◆ **Data entries**:
BEGIN

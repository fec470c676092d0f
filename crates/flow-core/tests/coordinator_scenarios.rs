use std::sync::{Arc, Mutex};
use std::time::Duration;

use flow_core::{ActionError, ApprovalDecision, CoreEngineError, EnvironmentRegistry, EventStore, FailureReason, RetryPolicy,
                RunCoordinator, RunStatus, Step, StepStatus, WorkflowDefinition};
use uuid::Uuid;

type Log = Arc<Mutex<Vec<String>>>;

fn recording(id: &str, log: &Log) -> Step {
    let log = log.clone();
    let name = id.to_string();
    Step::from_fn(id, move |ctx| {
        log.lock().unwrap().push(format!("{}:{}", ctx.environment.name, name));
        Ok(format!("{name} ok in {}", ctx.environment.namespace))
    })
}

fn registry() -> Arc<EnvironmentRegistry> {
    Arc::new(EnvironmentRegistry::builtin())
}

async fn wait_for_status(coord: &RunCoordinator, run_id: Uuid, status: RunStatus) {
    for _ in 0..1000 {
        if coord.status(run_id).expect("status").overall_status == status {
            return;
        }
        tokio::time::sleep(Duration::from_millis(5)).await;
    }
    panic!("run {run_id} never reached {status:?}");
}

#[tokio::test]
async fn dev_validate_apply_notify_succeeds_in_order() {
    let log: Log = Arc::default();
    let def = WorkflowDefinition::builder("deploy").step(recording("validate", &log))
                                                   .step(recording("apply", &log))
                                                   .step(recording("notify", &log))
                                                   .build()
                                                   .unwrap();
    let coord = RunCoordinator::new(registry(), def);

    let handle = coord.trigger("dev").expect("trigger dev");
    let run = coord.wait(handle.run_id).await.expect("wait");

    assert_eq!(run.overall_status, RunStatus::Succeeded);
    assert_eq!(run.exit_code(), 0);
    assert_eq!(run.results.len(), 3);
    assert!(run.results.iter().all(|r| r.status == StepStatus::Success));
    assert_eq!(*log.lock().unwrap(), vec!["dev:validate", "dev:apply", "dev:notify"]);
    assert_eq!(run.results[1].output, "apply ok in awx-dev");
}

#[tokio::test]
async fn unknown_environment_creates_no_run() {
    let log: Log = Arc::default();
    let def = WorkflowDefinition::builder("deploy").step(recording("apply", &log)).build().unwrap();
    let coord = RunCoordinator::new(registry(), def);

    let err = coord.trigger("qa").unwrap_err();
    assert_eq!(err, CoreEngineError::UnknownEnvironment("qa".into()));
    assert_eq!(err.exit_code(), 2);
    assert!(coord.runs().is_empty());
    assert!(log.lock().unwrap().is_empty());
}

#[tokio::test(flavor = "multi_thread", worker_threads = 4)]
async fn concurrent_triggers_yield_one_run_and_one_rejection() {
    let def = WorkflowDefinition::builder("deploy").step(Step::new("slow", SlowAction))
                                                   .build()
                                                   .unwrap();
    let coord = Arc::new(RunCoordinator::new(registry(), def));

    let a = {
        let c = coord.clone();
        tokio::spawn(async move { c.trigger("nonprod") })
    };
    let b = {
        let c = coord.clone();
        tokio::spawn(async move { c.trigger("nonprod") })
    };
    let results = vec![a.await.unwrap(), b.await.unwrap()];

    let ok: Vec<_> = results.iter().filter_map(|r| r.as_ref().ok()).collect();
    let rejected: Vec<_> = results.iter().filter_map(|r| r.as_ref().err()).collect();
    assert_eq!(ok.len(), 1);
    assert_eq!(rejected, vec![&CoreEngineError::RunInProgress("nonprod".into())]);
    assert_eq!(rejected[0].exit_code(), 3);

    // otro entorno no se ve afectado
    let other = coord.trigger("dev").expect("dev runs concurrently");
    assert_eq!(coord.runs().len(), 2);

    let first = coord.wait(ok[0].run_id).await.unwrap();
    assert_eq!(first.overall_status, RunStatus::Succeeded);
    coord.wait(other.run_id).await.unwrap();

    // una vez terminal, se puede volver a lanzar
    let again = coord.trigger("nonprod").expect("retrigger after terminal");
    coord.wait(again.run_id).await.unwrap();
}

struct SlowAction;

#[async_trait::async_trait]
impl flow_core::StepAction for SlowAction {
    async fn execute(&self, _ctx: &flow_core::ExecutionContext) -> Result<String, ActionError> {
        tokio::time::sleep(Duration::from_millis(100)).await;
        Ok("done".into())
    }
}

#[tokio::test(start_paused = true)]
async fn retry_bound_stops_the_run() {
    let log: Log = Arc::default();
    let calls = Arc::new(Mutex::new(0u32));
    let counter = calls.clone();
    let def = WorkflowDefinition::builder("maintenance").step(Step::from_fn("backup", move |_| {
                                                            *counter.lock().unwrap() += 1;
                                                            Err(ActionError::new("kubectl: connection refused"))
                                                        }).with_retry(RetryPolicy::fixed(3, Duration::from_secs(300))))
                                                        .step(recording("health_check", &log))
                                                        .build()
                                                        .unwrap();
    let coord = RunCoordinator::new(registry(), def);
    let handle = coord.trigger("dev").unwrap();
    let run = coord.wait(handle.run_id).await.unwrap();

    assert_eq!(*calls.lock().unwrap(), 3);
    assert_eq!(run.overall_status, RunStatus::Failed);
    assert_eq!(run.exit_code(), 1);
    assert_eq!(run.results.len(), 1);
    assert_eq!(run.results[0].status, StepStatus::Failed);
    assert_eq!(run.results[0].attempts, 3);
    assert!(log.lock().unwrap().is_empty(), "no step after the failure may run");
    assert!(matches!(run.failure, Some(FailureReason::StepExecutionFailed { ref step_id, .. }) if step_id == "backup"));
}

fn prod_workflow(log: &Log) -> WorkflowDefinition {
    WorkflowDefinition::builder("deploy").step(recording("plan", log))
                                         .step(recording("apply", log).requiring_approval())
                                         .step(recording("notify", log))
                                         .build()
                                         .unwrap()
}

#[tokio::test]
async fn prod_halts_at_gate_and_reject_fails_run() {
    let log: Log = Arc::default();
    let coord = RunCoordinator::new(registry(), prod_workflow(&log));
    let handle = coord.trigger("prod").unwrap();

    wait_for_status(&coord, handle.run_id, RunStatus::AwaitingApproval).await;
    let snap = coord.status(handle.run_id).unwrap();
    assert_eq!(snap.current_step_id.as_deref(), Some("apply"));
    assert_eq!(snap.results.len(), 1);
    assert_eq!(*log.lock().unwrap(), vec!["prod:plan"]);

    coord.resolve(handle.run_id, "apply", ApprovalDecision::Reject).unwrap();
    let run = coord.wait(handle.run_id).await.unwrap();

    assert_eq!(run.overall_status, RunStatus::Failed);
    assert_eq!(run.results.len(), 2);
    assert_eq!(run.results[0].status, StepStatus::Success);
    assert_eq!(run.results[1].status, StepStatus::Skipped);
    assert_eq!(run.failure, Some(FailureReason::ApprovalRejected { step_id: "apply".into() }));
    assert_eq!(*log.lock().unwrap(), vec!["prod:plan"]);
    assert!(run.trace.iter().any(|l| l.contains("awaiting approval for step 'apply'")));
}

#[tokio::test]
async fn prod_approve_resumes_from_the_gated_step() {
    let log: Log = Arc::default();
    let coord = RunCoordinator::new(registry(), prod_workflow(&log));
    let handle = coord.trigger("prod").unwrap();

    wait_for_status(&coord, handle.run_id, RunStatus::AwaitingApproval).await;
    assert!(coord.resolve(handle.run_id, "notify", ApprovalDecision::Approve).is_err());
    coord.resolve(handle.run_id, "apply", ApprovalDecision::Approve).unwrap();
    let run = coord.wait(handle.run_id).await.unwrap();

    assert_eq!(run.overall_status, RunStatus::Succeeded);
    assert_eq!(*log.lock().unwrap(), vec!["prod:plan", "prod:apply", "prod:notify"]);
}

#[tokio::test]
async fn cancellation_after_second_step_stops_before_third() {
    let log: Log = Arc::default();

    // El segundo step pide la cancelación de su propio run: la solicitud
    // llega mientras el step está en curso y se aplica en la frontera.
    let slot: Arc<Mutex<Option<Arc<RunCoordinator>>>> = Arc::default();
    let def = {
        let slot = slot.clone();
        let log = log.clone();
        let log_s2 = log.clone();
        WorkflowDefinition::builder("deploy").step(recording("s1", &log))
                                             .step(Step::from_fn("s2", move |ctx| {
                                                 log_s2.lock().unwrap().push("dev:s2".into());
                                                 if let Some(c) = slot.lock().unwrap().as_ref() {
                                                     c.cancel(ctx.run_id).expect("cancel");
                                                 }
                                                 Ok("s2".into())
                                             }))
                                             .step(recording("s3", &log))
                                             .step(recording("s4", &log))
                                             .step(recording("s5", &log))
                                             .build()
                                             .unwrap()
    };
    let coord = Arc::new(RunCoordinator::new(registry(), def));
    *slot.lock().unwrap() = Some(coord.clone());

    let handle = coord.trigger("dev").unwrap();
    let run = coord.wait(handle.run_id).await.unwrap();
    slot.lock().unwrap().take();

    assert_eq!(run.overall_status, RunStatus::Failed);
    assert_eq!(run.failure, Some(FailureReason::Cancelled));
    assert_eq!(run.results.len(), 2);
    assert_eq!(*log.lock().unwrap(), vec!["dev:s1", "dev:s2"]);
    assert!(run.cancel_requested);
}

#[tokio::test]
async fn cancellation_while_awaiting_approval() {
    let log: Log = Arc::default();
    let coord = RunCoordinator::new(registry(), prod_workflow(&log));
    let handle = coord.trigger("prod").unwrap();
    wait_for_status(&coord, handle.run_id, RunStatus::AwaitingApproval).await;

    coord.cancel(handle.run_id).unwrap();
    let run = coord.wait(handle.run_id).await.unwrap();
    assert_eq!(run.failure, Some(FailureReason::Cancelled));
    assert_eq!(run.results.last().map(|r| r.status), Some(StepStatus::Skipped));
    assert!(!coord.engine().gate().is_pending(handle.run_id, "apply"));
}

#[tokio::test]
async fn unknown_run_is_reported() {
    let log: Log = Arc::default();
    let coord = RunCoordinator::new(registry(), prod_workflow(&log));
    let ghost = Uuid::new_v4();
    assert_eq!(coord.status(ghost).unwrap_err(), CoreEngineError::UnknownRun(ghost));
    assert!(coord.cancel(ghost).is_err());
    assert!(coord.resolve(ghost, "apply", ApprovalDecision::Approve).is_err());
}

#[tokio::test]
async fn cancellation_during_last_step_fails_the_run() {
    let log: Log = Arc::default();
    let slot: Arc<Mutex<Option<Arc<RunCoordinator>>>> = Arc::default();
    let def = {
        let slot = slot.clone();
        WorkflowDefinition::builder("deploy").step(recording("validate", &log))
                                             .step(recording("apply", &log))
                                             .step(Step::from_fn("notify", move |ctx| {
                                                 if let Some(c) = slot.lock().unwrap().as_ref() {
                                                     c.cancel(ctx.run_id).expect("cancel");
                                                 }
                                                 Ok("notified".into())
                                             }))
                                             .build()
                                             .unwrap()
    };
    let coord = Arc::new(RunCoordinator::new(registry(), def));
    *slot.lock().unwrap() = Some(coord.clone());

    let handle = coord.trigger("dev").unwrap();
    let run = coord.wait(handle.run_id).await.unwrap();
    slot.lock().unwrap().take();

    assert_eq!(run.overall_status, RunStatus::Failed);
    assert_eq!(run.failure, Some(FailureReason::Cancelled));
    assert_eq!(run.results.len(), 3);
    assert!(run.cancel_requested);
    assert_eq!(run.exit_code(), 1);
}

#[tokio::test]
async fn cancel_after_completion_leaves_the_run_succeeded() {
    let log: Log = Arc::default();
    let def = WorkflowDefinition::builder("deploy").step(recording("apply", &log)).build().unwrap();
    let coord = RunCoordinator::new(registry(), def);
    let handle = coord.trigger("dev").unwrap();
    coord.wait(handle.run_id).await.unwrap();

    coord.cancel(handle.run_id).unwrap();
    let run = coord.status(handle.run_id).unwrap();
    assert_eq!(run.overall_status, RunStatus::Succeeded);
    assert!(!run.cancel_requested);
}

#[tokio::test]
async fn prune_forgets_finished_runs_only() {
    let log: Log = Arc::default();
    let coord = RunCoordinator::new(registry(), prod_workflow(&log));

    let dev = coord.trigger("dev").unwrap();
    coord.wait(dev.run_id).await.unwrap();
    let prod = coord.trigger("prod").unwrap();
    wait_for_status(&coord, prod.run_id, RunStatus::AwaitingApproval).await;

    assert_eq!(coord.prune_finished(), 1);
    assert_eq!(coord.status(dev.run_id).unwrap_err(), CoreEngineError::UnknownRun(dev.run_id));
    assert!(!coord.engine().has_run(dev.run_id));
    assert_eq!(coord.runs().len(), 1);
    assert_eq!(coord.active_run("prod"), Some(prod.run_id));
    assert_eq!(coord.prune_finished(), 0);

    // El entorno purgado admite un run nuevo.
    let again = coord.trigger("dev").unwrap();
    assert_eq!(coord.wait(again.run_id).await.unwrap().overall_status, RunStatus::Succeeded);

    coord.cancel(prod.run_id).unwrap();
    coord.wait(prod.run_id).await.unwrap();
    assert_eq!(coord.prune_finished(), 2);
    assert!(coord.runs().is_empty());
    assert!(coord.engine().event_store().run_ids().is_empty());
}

END

◆ **TRY IT**:
Search the records for the word "again" and copy out every line that holds it.

◆ **EXERCISE OUTPUT**:
    let again = coord.trigger("nonprod").expect("retrigger after terminal");
    coord.wait(again.run_id).await.unwrap();
    let again = coord.trigger("dev").unwrap();
    assert_eq!(coord.wait(again.run_id).await.unwrap().overall_status, RunStatus::Succeeded);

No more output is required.